**BRIEF:** Copy out each line of the data below in which the string "Home" appears.

Collected data
________
use web_sys::MouseEvent;
use yew::prelude::*;

use crate::components::modal::is_backdrop_click;
use crate::overlay::{menu_button_action, OverlayAction};
use crate::router::Page;

/// Click handler that dispatches `action` instead of following the link.
pub fn dispatch_on_click(dispatch: &Callback<OverlayAction>, action: OverlayAction) -> Callback<MouseEvent> {
    dispatch.reform(move |e: MouseEvent| {
        e.prevent_default();
        action
    })
}

#[derive(Properties, PartialEq)]
pub struct NavProps {
    pub scrolled: bool,
    pub menu_open: bool,
    pub dispatch: Callback<OverlayAction>,
}

#[function_component(Nav)]
pub fn nav(props: &NavProps) -> Html {
    let NavProps { scrolled, menu_open, dispatch } = props;
    let open_secure = dispatch_on_click(dispatch, OverlayAction::OpenSecure);
    let menu_action = menu_button_action(*menu_open);
    let toggle_menu = dispatch.reform(move |_: MouseEvent| menu_action);

    html! {
        <>
            <nav class={classes!("nav", scrolled.then_some("scrolled"))}>
                <div class="nav-left">
                    <a href={Page::Home.href()}>{"Home"}</a>
                </div>
                <div class="nav-center">
                    <a class="brand" href={Page::Home.href()}>{"AESTHERA"}</a>
                </div>
                <div class="nav-right">
                    <a href={Page::Contact.href()} class="nav-contact">{"Contact us"}</a>
                    <a href="#" class="nav-secure" onclick={open_secure}>{"Secure access →"}</a>
                    <button
                        class="hamburger"
                        aria-label="Open menu"
                        aria-controls="nav-menu"
                        aria-expanded={menu_open.to_string()}
                        onclick={toggle_menu}
                    >
                        {"☰"}
                    </button>
                </div>
            </nav>
            <NavMenu open={*menu_open} dispatch={dispatch.clone()} />
            <style>
                {r#"
                .nav {
                    position: fixed;
                    top: 0;
                    left: 0;
                    width: 100%;
                    display: flex;
                    align-items: center;
                    justify-content: space-between;
                    gap: 16px;
                    padding: 18px 28px;
                    min-height: var(--nav-h);
                    background: rgba(247, 243, 238, 0.85);
                    backdrop-filter: blur(8px);
                    border-bottom: 1px solid var(--gold-hairline);
                    z-index: 1000;
                    transition: background 0.4s ease;
                }
                .nav.scrolled {
                    background: rgba(248, 242, 235, 0.85);
                }
                .nav-left, .nav-center, .nav-right { flex: 1; display: flex; align-items: center; }
                .nav-left { justify-content: flex-start; }
                .nav-center { justify-content: center; }
                .nav-right { justify-content: flex-end; gap: 18px; }
                .brand {
                    font-family: 'Playfair Display', serif;
                    font-size: 22px;
                    letter-spacing: 0.18em;
                    color: var(--obsidian);
                    text-decoration: none;
                    cursor: pointer;
                }
                .brand:focus-visible {
                    outline: 2px solid var(--gold);
                    outline-offset: 2px;
                }
                .nav a {
                    color: var(--obsidian);
                    text-decoration: none;
                    font-weight: 500;
                }
                .nav-secure {
                    border: 1px solid var(--gold);
                    border-radius: 12px;
                    padding: 8px 14px;
                    background: transparent;
                }
                .nav-secure:hover { background: var(--gold); color: var(--ivory); }
                .hamburger {
                    display: none;
                    border: 1px solid var(--gold);
                    background: transparent;
                    border-radius: 10px;
                    padding: 6px 10px;
                    font-size: 18px;
                    cursor: pointer;
                }
                .nav-contact { display: inline-block; }
                @media (max-width: 700px) {
                    .nav-contact { display: none; }
                    .nav { padding: 12px 14px; }
                    .nav-left { display: none; }
                    .nav-center { justify-content: flex-start; }
                    .brand { font-size: 20px; }
                    .nav-right { gap: 10px; flex-wrap: nowrap; }
                    .nav-right a { font-size: 14px; }
                    .nav-secure { padding: 6px 10px; border-radius: 10px; }
                    .hamburger { display: inline-block; }
                }
                "#}
            </style>
        </>
    }
}

#[derive(Properties, PartialEq)]
pub struct NavMenuProps {
    pub open: bool,
    pub dispatch: Callback<OverlayAction>,
}

/// Full-screen navigation card for small screens.
#[function_component(NavMenu)]
pub fn nav_menu(props: &NavMenuProps) -> Html {
    let backdrop = use_node_ref();
    let on_backdrop = {
        let backdrop = backdrop.clone();
        let dispatch = props.dispatch.clone();
        Callback::from(move |e: MouseEvent| {
            if is_backdrop_click(&e, &backdrop) {
                dispatch.emit(OverlayAction::CloseMenu);
            }
        })
    };
    // Links keep their default action so the hash still changes.
    let close = props.dispatch.reform(|_: MouseEvent| OverlayAction::CloseMenu);

    html! {
        <div
            ref={backdrop}
            id="nav-menu"
            class={classes!("nav-menu", props.open.then_some("open"))}
            role="dialog"
            aria-modal="true"
            aria-label="Navigation"
            onclick={on_backdrop}
        >
            <div class="menu-card" tabindex="0">
                <div class="menu-head">
                    <span class="menu-label">{"NAVIGATION"}</span>
                    <button class="menu-close" aria-label="Close menu" onclick={close.clone()}>{"×"}</button>
                </div>
                <nav class="menu-list">
                    <a href={Page::Home.href()} onclick={close.clone()}>{"Home"}</a>
                    <a href={Page::Contact.href()} onclick={close}>{"Contact us"}</a>
                </nav>
            </div>
            <style>
                {r#"
                .nav-menu {
                    position: fixed;
                    inset: 0;
                    display: none;
                    z-index: 3000;
                    background: rgba(0, 0, 0, .45);
                    backdrop-filter: blur(2px);
                }
                .nav-menu.open { display: block; }
                .menu-card {
                    width: min(520px, 92vw);
                    margin: 18vh auto 0;
                    background: var(--ivory);
                    border: 1px solid var(--gold-hairline);
                    border-radius: 20px;
                    box-shadow: 0 24px 80px rgba(0, 0, 0, .28);
                    padding: 18px 18px 22px;
                }
                .menu-head { display: flex; align-items: center; justify-content: space-between; padding: 4px 4px 10px; }
                .menu-label { font-size: 12px; letter-spacing: .12em; text-transform: uppercase; color: var(--gold); font-weight: 600; }
                .menu-close { border: none; background: transparent; cursor: pointer; font-size: 20px; color: var(--obsidian); }
                .menu-list { display: flex; flex-direction: column; gap: 18px; align-items: center; padding: 10px 6px 6px; }
                .menu-list a { text-decoration: none; color: var(--obsidian); font-family: 'Playfair Display', serif; font-size: 20px; }
                @media (max-width: 700px) {
                    .menu-card { width: min(420px, 92vw); }
                    .menu-list a { font-size: 18px; }
                }
                "#}
            </style>
        </div>
    }
}

#[function_component(Footer)]
pub fn footer() -> Html {
    html! {
        <footer class="fade-in">
            <p>
                {"© 2025 AESTHERA · "}
                <a href={Page::Privacy.href()}>{"Privacy"}</a>
                {" · "}
                <a href={Page::Terms.href()}>{"Terms"}</a>
            </p>
        </footer>
    }
}

#[derive(Properties, PartialEq)]
pub struct BuyBarProps {
    pub visible: bool,
    pub dispatch: Callback<OverlayAction>,
}

/// Sticky purchase strip along the bottom edge.
#[function_component(BuyBar)]
pub fn buy_bar(props: &BuyBarProps) -> Html {
    let open_secure = dispatch_on_click(&props.dispatch, OverlayAction::OpenSecure);

    html! {
        <div class={classes!("buy-bar", props.visible.then_some("visible"))}>
            <span class="buy-title">{"The 90-Day Elegant Lifestyle"}</span>
            <span class="buy-price">{"— $119"}</span>
            <a href="#" class="buy-btn" onclick={open_secure}>{"Secure access →"}</a>
            <style>
                {r#"
                .buy-bar {
                    position: fixed;
                    bottom: 0;
                    left: 0;
                    width: 100%;
                    background: var(--ivory);
                    border-top: 1px solid var(--gold-hairline);
                    display: flex;
                    justify-content: center;
                    align-items: center;
                    gap: 8px;
                    font-size: 15px;
                    color: var(--obsidian);
                    padding: 10px 14px;
                    opacity: 0;
                    transform: translateY(100%);
                    transition: all 0.6s ease;
                    z-index: 2000;
                }
                .buy-bar.visible {
                    opacity: 1;
                    transform: translateY(0);
                }
                .buy-bar .buy-btn {
                    color: var(--gold);
                    font-weight: 500;
                    text-decoration: underline;
                    cursor: pointer;
                }
                .buy-bar .buy-btn:hover {
                    text-decoration: none;
                    opacity: 0.8;
                }
                @media (max-width: 700px) {
                    .buy-bar {
                        font-size: 14px;
                        padding: 8px 10px;
                        flex-wrap: wrap;
                        text-align: center;
                    }
                }
                "#}
            </style>
        </div>
    }
}
use log::warn;
use web_sys::Event;
use yew::prelude::*;
use yew_hooks::use_event_with_window;

use crate::config::{BUY_BAR_PERCENT, NAV_SCROLLED_OFFSET};
use crate::dom::{self, DomError};

#[derive(Clone, Copy, Debug, PartialEq)]
pub struct ScrollMetrics {
    pub scroll_top: f64,
    pub scroll_height: f64,
    pub viewport_height: f64,
}

impl ScrollMetrics {
    pub fn read() -> Result<Self, DomError> {
        let window = dom::window()?;
        let root = window.document().and_then(|d| d.document_element()).ok_or(DomError::NoDocument)?;
        let scroll_top = window.scroll_y().unwrap_or_else(|_| f64::from(root.scroll_top()));
        let viewport_height = window
            .inner_height()?
            .as_f64()
            .unwrap_or_else(|| f64::from(root.client_height()));

        Ok(ScrollMetrics {
            scroll_top,
            scroll_height: f64::from(root.scroll_height()),
            viewport_height,
        })
    }

    /// How far the page can scroll at all.
    pub fn scrollable(&self) -> f64 {
        self.scroll_height - self.viewport_height
    }

    /// Scroll position as a percentage of the scrollable range, or `None`
    /// when the page fits in the viewport.
    pub fn percent(&self) -> Option<f64> {
        let range = self.scrollable();
        (range > 0.0).then(|| self.scroll_top / range * 100.0)
    }
}

pub fn nav_is_scrolled(offset: f64) -> bool {
    offset >= NAV_SCROLLED_OFFSET
}

/// Short pages never show the buy bar.
pub fn buy_bar_visible(metrics: &ScrollMetrics) -> bool {
    metrics.percent().map_or(false, |percent| percent > BUY_BAR_PERCENT)
}

#[derive(Clone, Copy, Debug, Default, PartialEq, Eq)]
pub struct ScrollFlags {
    pub nav_scrolled: bool,
    pub buy_bar_visible: bool,
}

impl ScrollFlags {
    pub fn from_metrics(metrics: &ScrollMetrics) -> Self {
        ScrollFlags {
            nav_scrolled: nav_is_scrolled(metrics.scroll_top),
            buy_bar_visible: buy_bar_visible(metrics),
        }
    }
}

/// Navbar and buy-bar flags, recomputed on every window scroll. Only a
/// change in either flag causes a re-render.
#[hook]
pub fn use_scroll_flags() -> ScrollFlags {
    let flags = use_state_eq(ScrollFlags::default);

    let refresh = {
        let flags = flags.clone();
        move || match ScrollMetrics::read() {
            Ok(metrics) => flags.set(ScrollFlags::from_metrics(&metrics)),
            Err(err) => warn!("Could not read scroll position: {}", err),
        }
    };

    {
        let refresh = refresh.clone();
        use_event_with_window("scroll", move |_: Event| refresh());
    }

    // Pages opened mid-scroll (reload, back button) need a first reading.
    use_effect_with_deps(
        move |_| {
            refresh();
            || ()
        },
        (),
    );

    *flags
}

#[cfg(test)]
mod tests {
    use super::*;

    fn page(scroll_top: f64, scrollable: f64) -> ScrollMetrics {
        ScrollMetrics {
            scroll_top,
            scroll_height: 800.0 + scrollable,
            viewport_height: 800.0,
        }
    }

    #[test]
    fn navbar_switches_at_sixty_pixels() {
        assert!(!nav_is_scrolled(0.0));
        assert!(!nav_is_scrolled(59.0));
        assert!(nav_is_scrolled(60.0));
        assert!(nav_is_scrolled(61.0));
    }

    #[test]
    fn navbar_reverts_when_scrolling_back() {
        let down = ScrollFlags::from_metrics(&page(120.0, 1000.0));
        let up = ScrollFlags::from_metrics(&page(59.0, 1000.0));
        assert!(down.nav_scrolled);
        assert!(!up.nav_scrolled);
    }

    #[test]
    fn buy_bar_threshold_is_five_percent() {
        assert!(!buy_bar_visible(&page(49.0, 1000.0)));
        assert!(!buy_bar_visible(&page(50.0, 1000.0)));
        assert!(buy_bar_visible(&page(51.0, 1000.0)));
    }

    #[test]
    fn buy_bar_hides_again_below_threshold() {
        assert!(buy_bar_visible(&page(600.0, 1000.0)));
        assert!(!buy_bar_visible(&page(10.0, 1000.0)));
    }

    #[test]
    fn short_pages_keep_the_buy_bar_hidden() {
        assert_eq!(page(0.0, 0.0).percent(), None);
        assert!(!buy_bar_visible(&page(0.0, 0.0)));
        assert!(!buy_bar_visible(&page(30.0, -200.0)));
    }

    #[test]
    fn percent_is_relative_to_scrollable_range() {
        let metrics = page(250.0, 1000.0);
        assert_eq!(metrics.scrollable(), 1000.0);
        assert_eq!(metrics.percent(), Some(25.0));
    }
}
________
**SOLUTION:**
                    <a href={Page::Home.href()}>{"Home"}</a>
                    <a class="brand" href={Page::Home.href()}>{"AESTHERA"}</a>
                    <a href={Page::Home.href()} onclick={close.clone()}>{"Home"}</a>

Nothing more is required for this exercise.